**DATA**
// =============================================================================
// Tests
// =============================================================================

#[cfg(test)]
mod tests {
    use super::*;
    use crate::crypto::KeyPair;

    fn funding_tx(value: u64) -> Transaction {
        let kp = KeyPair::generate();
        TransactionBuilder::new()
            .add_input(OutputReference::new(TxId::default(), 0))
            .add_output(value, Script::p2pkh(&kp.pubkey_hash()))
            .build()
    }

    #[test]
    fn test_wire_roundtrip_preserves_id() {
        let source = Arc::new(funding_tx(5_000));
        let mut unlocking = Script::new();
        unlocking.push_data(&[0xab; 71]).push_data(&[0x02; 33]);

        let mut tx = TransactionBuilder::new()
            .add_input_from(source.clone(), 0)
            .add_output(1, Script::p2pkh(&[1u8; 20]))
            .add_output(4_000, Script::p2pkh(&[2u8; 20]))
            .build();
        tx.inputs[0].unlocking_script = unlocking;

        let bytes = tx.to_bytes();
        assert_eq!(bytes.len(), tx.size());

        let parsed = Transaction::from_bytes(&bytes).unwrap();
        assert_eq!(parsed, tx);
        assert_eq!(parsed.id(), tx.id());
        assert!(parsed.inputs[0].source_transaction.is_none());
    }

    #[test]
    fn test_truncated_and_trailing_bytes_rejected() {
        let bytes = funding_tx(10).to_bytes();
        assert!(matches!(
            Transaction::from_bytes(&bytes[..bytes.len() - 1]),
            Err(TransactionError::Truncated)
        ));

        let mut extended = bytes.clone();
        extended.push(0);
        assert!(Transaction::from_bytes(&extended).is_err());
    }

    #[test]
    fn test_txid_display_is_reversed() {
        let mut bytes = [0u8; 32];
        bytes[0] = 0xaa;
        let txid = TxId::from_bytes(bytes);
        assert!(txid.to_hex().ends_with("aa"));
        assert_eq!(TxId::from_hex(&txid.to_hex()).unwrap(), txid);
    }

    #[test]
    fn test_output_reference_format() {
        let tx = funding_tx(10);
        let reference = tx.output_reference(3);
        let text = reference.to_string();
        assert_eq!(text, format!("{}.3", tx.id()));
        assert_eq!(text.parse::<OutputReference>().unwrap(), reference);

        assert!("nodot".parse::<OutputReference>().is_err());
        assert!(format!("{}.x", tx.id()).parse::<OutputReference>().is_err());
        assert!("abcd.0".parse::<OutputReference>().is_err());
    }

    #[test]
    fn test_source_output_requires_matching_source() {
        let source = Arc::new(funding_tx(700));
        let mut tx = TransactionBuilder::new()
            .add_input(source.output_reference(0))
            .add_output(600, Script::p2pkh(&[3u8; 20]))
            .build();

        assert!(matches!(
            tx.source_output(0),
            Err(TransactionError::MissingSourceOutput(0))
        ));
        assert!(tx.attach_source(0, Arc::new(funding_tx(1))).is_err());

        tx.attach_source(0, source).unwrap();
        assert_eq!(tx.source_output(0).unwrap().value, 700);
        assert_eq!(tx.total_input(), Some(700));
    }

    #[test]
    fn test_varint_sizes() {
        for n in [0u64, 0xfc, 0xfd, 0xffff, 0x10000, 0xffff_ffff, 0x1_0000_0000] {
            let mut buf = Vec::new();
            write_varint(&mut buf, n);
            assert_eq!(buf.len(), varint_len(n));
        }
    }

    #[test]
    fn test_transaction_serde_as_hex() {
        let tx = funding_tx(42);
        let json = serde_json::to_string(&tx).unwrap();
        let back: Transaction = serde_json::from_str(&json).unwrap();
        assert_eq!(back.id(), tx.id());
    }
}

**TASK ITEM**
Word for word, transcribe each of the entries above.

**EXERCISE ANSWER**
// =============================================================================
// Tests
// =============================================================================

#[cfg(test)]
mod tests {
    use super::*;
    use crate::crypto::KeyPair;

    fn funding_tx(value: u64) -> Transaction {
        let kp = KeyPair::generate();
        TransactionBuilder::new()
            .add_input(OutputReference::new(TxId::default(), 0))
            .add_output(value, Script::p2pkh(&kp.pubkey_hash()))
            .build()
    }

    #[test]
    fn test_wire_roundtrip_preserves_id() {
        let source = Arc::new(funding_tx(5_000));
        let mut unlocking = Script::new();
        unlocking.push_data(&[0xab; 71]).push_data(&[0x02; 33]);

        let mut tx = TransactionBuilder::new()
            .add_input_from(source.clone(), 0)
            .add_output(1, Script::p2pkh(&[1u8; 20]))
            .add_output(4_000, Script::p2pkh(&[2u8; 20]))
            .build();
        tx.inputs[0].unlocking_script = unlocking;

        let bytes = tx.to_bytes();
        assert_eq!(bytes.len(), tx.size());

        let parsed = Transaction::from_bytes(&bytes).unwrap();
        assert_eq!(parsed, tx);
        assert_eq!(parsed.id(), tx.id());
        assert!(parsed.inputs[0].source_transaction.is_none());
    }

    #[test]
    fn test_truncated_and_trailing_bytes_rejected() {
        let bytes = funding_tx(10).to_bytes();
        assert!(matches!(
            Transaction::from_bytes(&bytes[..bytes.len() - 1]),
            Err(TransactionError::Truncated)
        ));

        let mut extended = bytes.clone();
        extended.push(0);
        assert!(Transaction::from_bytes(&extended).is_err());
    }

    #[test]
    fn test_txid_display_is_reversed() {
        let mut bytes = [0u8; 32];
        bytes[0] = 0xaa;
        let txid = TxId::from_bytes(bytes);
        assert!(txid.to_hex().ends_with("aa"));
        assert_eq!(TxId::from_hex(&txid.to_hex()).unwrap(), txid);
    }

    #[test]
    fn test_output_reference_format() {
        let tx = funding_tx(10);
        let reference = tx.output_reference(3);
        let text = reference.to_string();
        assert_eq!(text, format!("{}.3", tx.id()));
        assert_eq!(text.parse::<OutputReference>().unwrap(), reference);

        assert!("nodot".parse::<OutputReference>().is_err());
        assert!(format!("{}.x", tx.id()).parse::<OutputReference>().is_err());
        assert!("abcd.0".parse::<OutputReference>().is_err());
    }

    #[test]
    fn test_source_output_requires_matching_source() {
        let source = Arc::new(funding_tx(700));
        let mut tx = TransactionBuilder::new()
            .add_input(source.output_reference(0))
            .add_output(600, Script::p2pkh(&[3u8; 20]))
            .build();

        assert!(matches!(
            tx.source_output(0),
            Err(TransactionError::MissingSourceOutput(0))
        ));
        assert!(tx.attach_source(0, Arc::new(funding_tx(1))).is_err());

        tx.attach_source(0, source).unwrap();
        assert_eq!(tx.source_output(0).unwrap().value, 700);
        assert_eq!(tx.total_input(), Some(700));
    }

    #[test]
    fn test_varint_sizes() {
        for n in [0u64, 0xfc, 0xfd, 0xffff, 0x10000, 0xffff_ffff, 0x1_0000_0000] {
            let mut buf = Vec::new();
            write_varint(&mut buf, n);
            assert_eq!(buf.len(), varint_len(n));
        }
    }

    #[test]
    fn test_transaction_serde_as_hex() {
        let tx = funding_tx(42);
        let json = serde_json::to_string(&tx).unwrap();
        let back: Transaction = serde_json::from_str(&json).unwrap();
        assert_eq!(back.id(), tx.id());
    }
}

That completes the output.